What has been really exciting about this moment with the homes guarantee and with Bernie Sanders and Ilhan Omar signing onto it — talking about millions of units of public housing being built — is that we have had a space open our in our local imagination and in our local politics around reimagining our relationship to housing.

LA has been exclusively dominated by the real estate market. Unlike New York, LA has less than 10,000 units of public housing. New York has close to two hundred thousand. We’re starting in a place where people are unable to find housing through the real estate market. There is no backstop here. What has been so exciting about this moment is talking about housing as a human right, calling out issues like real estate speculation that has driven up prices across the city and led to displacement in neighborhoods that have been historically working class or dominated by a majority-minority neighborhoods.

It’s incredibly important for us to be able to address not just the homelessness crisis but the broader housing crisis of which homelessness is just the most egregious symptom. It is changing who gets to live here and who doesn’t get to live here. It’s pushing out working people and people of color.

Last year LA county lost population and the majority of people who left were people making less than $50,000 a year. We’ve had a massive decrease in our black population over decades and that is deeply linked to affordable housing issues. We have an opportunity now through, not just the homes guarantee, but the broader conversation around of which it is a part, to talk about housing as a right in a city which historically hasn’t had much of a space for that at all.

Indigo Olivier

You stepped down as executive director from Time’s Up Entertainment to run for city council. Could you talk a little bit more about your time there and how the #MeToo movement has influenced politics?

Nithya Raman

I was part of Time’s Up at a really exciting moment in the women’s movement: a national reckoning around gender rights and gender equity. In addition to the stories that came out around Harvey Weinstein and Bill Cosby, we also saw Trump’s language around women and the Brett Kavanaugh moment. Over and over again we were confronted with the fact that so many people who were powerful and influential within the system that we operated, espoused views and acted in ways that disregarded women.

At Time’s Up, we had an opportunity to push for change in an industry that had really been rocked by these moments and it exposed practices that had been taken for granted for many years. It allowed a space for workers in the industry to speak up about things that they historically would never have spoken up about before.

I was new to the industry, and one of the things that I started to realize is that despite the fact that there is a strong union presence in the entertainment industry, the way that you get jobs, the way your work is structured, is like a freelancer. The nature of the work is such that you depend on relationships in your current job for your next assignment. Your union isn’t going to get you another job. You still have to get it through your own connections and so structurally there is an incredible disincentive to come forward about sexual misconduct or any kind of issues with your working conditions.

It wasn’t just sexual misconduct, it’s abuse of all kinds that has been taken as kind of just what you had to accept: long hours, poor treatment particularly of assistants and lower-level employees on sets. What the #MeToo movement did was open a space for, of course women to come together, but really workers of all kinds to be able to build alliances not just within their own profession, or their own kind of union, but across different working categories.

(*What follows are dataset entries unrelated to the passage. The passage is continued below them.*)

//! Character-set sanitation
//!
//! Flat dictionary dumps are full of encoding debris: accent marks, soft
//! hyphens, stray symbols. Rather than keeping a hand-maintained blacklist,
//! the set of characters to strip is derived from the input itself. Every
//! character that occurs in a well-formed line and is not in the allowed
//! repertoire gets stripped from every line.
//!
//! Lines that look garbled (wrong code page, Cyrillic or CJK text) do not
//! contribute to the strippable set, so their characters survive unless
//! they also show up in a clean line.

use std::collections::BTreeSet;
use unicode_normalization::UnicodeNormalization;

/// Characters whose presence (after NFKC) marks a line as garbled
const GARBLED_MARKERS: &str = "()ª³µ¹º¼ÀÆÉÊËÎÏÐÑÒÔ×àô،§+`";

/// Punctuation expected in a clean entry
const ALLOWED_PUNCTUATION: &str = " !?.,;-()[]{}|/=:_@\"'~&%\n\t«»—–”“’<>";

/// True if `c` is in the Arabic block (U+0600..=U+06FF)
pub fn is_arabic_char(c: char) -> bool {
    ('\u{0600}'..='\u{06FF}').contains(&c)
}

/// True if the line was mangled beyond repair and should not be used to
/// decide which characters are noise
pub fn is_garbled_line(line: &str) -> bool {
    let normalized: String = line.nfkc().collect();
    normalized.chars().any(|c| {
        GARBLED_MARKERS.contains(c)
            || ('\u{0410}'..='\u{044F}').contains(&c)
            || ('\u{4E00}'..='\u{1869F}').contains(&c)
    })
}

/// True if `c` belongs to the repertoire a cleaned lexicon may contain
pub fn is_allowed_char(c: char) -> bool {
    c.is_ascii_alphanumeric() || is_arabic_char(c) || c == '¯' || ALLOWED_PUNCTUATION.contains(c)
}

/// Characters that end a line, besides `\r\n`
const LINE_BREAKS: &[char] = &[
    '\n', '\r', '\u{0B}', '\u{0C}', '\u{1C}', '\u{1D}', '\u{1E}', '\u{85}', '\u{2028}', '\u{2029}',
];

/// Split `text` into lines at every Unicode line boundary
///
/// Unlike [`str::lines`], a lone `\r` and the other vertical separators end
/// a line too, so dumps written with old Mac line endings keep their lines.
/// `\r\n` counts as one break. A trailing break does not produce an empty
/// final line.
pub fn split_lines(text: &str) -> Vec<&str> {
    let mut lines = Vec::new();
    let mut start = 0;
    let mut chars = text.char_indices().peekable();
    while let Some((index, c)) = chars.next() {
        if !LINE_BREAKS.contains(&c) {
            continue;
        }
        lines.push(&text[start..index]);
        start = index + c.len_utf8();
        if c == '\r' && chars.next_if(|&(_, next)| next == '\n').is_some() {
            start += 1;
        }
    }
    if start < text.len() {
        lines.push(&text[start..]);
    }
    lines
}

/// Collect the characters to strip from `text`, in code point order
///
/// Only non-garbled lines are inspected, after NFKD decomposition, so
/// combining accents split off their base letters and end up in the set.
pub fn strippable_chars(text: &str) -> BTreeSet<char> {
    let clean: String = split_lines(text)
        .into_iter()
        .filter(|line| !is_garbled_line(line))
        .collect();
    let strippables: BTreeSet<char> = clean
        .nfkd()
        .filter(|c| !is_allowed_char(*c))
        .collect();

    for c in &strippables {
        let code_point = format!("U+{:04X}", *c as u32);
        tracing::info!(char = %c, code_point = %code_point, "stripping character");
    }
    strippables
}

/// Apply the global cleanup to one line
///
/// Dotless `ı` is folded to `i` before decomposition, then every strippable
/// character is dropped from the NFKD form.
pub fn sanitize_line(line: &str, strippables: &BTreeSet<char>) -> String {
    line.replace('ı', "i")
        .nfkd()
        .filter(|c| !strippables.contains(c))
        .collect()
}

The costs of speaking up were reduced from the organizing that came out of the #MeToo moment. Because your network grew. For me, at Time’s Up, one of the things that I focused on a lot was community building, whether it was groups of women of color or women who worked “below the line” in production jobs. We tried to make sure we were creating spaces where people could come together, not just to talk about these issues, but also to forge new networks in the industry.